Pitch había mandado a Onyx y un grupo de cuatro pesadillas a buscar a Rebecca y quitarle el gis que podía abrirle puertas, y de paso, si podían llegar, destruir su cuarto especial de fabricación de pócimas, solo para estar seguro de que nunca volviera a hacer una cosa así. Si la llegaba a necesitar para lo que fuese, él mismo mandaría a que le se trajeran. Con tanto ajetreo acabó por llegar al espacioso camarote, se había sentado al lado de donde Elsa descansaba mientras la veía y luego cerró sus ojos por un momento.

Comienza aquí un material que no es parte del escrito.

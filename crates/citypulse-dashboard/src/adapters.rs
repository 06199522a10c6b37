//! `ProviderAdapter` implementations over the provider clients.

use async_trait::async_trait;
use citypulse_core::{Provider, ProviderError};
use citypulse_providers::{
    AirQualitySample, Event, EventsClient, NewsArticle, NewsClient, OpenWeatherClient,
    PlacesClient, PointOfInterest, WeatherSnapshot,
};

use crate::section::{ProviderAdapter, SectionQuery};

pub struct WeatherAdapter {
    client: OpenWeatherClient,
}

impl WeatherAdapter {
    pub fn new(client: OpenWeatherClient) -> Self {
        Self { client }
    }
}

#[async_trait]
impl ProviderAdapter for WeatherAdapter {
    type Item = WeatherSnapshot;

    fn provider(&self) -> Provider {
        Provider::Weather
    }

    async fn fetch(&self, query: &SectionQuery) -> Result<Vec<WeatherSnapshot>, ProviderError> {
        let snapshot = self.client.current_weather(&query.city).await?;
        Ok(vec![snapshot])
    }
}

/// Geocodes the city, then fetches pollution at its coordinates.
pub struct AirQualityAdapter {
    client: OpenWeatherClient,
}

impl AirQualityAdapter {
    pub fn new(client: OpenWeatherClient) -> Self {
        Self { client }
    }
}

#[async_trait]
impl ProviderAdapter for AirQualityAdapter {
    type Item = AirQualitySample;

    fn provider(&self) -> Provider {
        Provider::AirQuality
    }

    async fn fetch(&self, query: &SectionQuery) -> Result<Vec<AirQualitySample>, ProviderError> {
        let (location, samples) = self.client.air_quality_for_city(&query.city).await?;
        tracing::debug!(
            "{} resolved to {:.4},{:.4}",
            query.city,
            location.coordinates.latitude,
            location.coordinates.longitude
        );
        Ok(samples)
    }
}

/// Places of the query's category around the city.
pub struct PlacesAdapter {
    client: PlacesClient,
}

impl PlacesAdapter {
    pub fn new(client: PlacesClient) -> Self {
        Self { client }
    }
}

#[async_trait]
impl ProviderAdapter for PlacesAdapter {
    type Item = PointOfInterest;

    fn provider(&self) -> Provider {
        Provider::Places
    }

    async fn fetch(&self, query: &SectionQuery) -> Result<Vec<PointOfInterest>, ProviderError> {
        self.client.search_city(&query.city, query.category).await
    }
}

/// First page of upcoming events in the city.
pub struct EventsAdapter {
    client: EventsClient,
}

impl EventsAdapter {
    pub fn new(client: EventsClient) -> Self {
        Self { client }
    }
}

#[async_trait]
impl ProviderAdapter for EventsAdapter {
    type Item = Event;

    fn provider(&self) -> Provider {
        Provider::Events
    }

    async fn fetch(&self, query: &SectionQuery) -> Result<Vec<Event>, ProviderError> {
        let page = self.client.search(&query.city, 0).await?;
        Ok(page.events)
    }
}

pub struct NewsAdapter {
    client: NewsClient,
}

impl NewsAdapter {
    pub fn new(client: NewsClient) -> Self {
        Self { client }
    }
}

#[async_trait]
impl ProviderAdapter for NewsAdapter {
    type Item = NewsArticle;

    fn provider(&self) -> Provider {
        Provider::News
    }

    async fn fetch(&self, query: &SectionQuery) -> Result<Vec<NewsArticle>, ProviderError> {
        self.client.search(&query.city).await
    }
}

Si recapitulaba la última parte... era bastante vergonzoso.
-En mi defensa, no habían más corceles que pudiera mandar para vigilarte mientras yo-
-Ya basta de tristes excusas y solo prométeme que no volverás a hacerlo, ni me darás otro de estos sustos. -esta vez le ordenaba con un dedo de frente, señalándolo acusatoriamente, y con razones de sobra.
-Esta bien, ya. -pero eso no fue suficiente, Elsa no bajó el dedo, sino que se puso todavía más firme. -Lo prometo... no volverá a pasar.
Elsa volvió a suspirar, esta vez de alivio. Lo abrazó y besó para dejar claro que todo estaba bien, no dejó de abrazarlo para sentirse segura ahora que estaban en un lugar diferente. Pitch siguió abrazándola hasta que dejó de temblar por el miedo.